The answer must consist of every line in the records below that contains the string "kind".

Collected data entries:
Start of Block
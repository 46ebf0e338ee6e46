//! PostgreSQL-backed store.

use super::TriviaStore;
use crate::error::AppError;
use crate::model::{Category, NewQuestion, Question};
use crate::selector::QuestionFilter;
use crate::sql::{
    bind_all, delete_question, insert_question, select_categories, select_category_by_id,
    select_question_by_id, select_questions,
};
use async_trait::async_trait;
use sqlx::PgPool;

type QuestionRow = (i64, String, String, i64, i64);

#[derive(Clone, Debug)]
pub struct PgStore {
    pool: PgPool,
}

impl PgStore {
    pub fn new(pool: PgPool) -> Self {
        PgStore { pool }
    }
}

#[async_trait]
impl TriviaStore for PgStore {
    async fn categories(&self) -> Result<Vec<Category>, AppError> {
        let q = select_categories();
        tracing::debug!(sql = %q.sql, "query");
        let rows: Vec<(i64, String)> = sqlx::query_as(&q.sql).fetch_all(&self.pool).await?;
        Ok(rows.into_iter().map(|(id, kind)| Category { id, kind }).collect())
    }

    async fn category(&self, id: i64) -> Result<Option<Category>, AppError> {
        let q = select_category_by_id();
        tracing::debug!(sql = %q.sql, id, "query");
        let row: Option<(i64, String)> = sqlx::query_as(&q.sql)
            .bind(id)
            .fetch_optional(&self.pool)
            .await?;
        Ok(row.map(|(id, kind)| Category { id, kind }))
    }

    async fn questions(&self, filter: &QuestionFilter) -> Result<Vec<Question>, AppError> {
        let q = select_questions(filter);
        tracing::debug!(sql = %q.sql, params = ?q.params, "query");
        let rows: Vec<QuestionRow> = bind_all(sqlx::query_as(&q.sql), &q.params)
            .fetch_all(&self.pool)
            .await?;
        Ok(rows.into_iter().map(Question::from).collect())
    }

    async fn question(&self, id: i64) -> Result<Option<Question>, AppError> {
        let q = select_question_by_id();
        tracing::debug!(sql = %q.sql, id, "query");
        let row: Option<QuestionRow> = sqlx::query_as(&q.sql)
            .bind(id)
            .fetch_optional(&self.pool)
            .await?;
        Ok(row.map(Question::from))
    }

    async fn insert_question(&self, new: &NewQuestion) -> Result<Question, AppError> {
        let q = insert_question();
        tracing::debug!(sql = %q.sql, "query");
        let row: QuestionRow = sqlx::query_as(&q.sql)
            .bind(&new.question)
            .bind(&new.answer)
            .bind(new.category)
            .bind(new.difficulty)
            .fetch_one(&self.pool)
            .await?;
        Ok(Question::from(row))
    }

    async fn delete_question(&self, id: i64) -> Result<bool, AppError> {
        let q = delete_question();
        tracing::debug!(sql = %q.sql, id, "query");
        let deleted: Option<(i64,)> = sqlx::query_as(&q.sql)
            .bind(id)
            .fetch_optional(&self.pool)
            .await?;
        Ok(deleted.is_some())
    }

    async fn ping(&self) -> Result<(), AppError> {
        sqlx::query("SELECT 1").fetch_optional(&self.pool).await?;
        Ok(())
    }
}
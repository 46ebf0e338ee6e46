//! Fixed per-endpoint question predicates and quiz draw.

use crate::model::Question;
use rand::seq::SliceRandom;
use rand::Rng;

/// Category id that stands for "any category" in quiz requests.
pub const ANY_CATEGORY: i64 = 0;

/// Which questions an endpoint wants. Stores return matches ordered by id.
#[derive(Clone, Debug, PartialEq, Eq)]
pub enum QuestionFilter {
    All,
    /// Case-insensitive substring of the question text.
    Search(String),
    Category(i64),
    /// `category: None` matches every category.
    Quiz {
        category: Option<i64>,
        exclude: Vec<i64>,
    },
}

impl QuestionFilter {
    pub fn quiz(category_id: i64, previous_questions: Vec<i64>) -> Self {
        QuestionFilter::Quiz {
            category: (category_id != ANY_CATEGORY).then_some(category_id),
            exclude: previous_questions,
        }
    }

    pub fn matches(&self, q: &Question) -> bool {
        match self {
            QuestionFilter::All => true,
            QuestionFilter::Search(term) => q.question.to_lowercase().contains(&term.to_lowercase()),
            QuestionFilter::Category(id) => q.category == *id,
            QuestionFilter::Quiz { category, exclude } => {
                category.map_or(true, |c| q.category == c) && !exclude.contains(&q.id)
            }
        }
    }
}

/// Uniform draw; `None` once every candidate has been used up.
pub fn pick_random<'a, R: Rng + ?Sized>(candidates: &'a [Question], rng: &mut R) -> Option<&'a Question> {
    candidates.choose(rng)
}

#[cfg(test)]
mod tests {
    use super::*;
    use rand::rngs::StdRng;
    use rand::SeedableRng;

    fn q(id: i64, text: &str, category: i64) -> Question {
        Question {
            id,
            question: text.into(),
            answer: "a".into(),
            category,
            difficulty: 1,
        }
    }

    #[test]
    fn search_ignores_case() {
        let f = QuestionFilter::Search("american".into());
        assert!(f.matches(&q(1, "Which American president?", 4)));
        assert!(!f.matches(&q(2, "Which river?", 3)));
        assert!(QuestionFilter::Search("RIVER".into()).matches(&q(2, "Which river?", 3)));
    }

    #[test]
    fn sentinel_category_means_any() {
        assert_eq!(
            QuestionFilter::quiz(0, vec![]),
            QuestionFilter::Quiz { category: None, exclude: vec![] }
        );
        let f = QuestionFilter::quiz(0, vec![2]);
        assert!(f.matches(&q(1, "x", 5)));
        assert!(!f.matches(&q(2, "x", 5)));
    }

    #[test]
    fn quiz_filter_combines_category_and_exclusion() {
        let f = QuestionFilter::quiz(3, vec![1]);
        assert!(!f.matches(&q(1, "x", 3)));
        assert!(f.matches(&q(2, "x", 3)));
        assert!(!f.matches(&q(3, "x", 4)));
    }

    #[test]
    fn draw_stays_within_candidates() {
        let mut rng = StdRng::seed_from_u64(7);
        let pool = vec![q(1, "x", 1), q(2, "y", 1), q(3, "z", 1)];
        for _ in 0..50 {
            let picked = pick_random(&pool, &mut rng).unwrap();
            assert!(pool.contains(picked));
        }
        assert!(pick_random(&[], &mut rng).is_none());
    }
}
End of Block
- **Solution to this problem**:
        Ok(rows.into_iter().map(|(id, kind)| Category { id, kind }).collect())
        Ok(row.map(|(id, kind)| Category { id, kind }))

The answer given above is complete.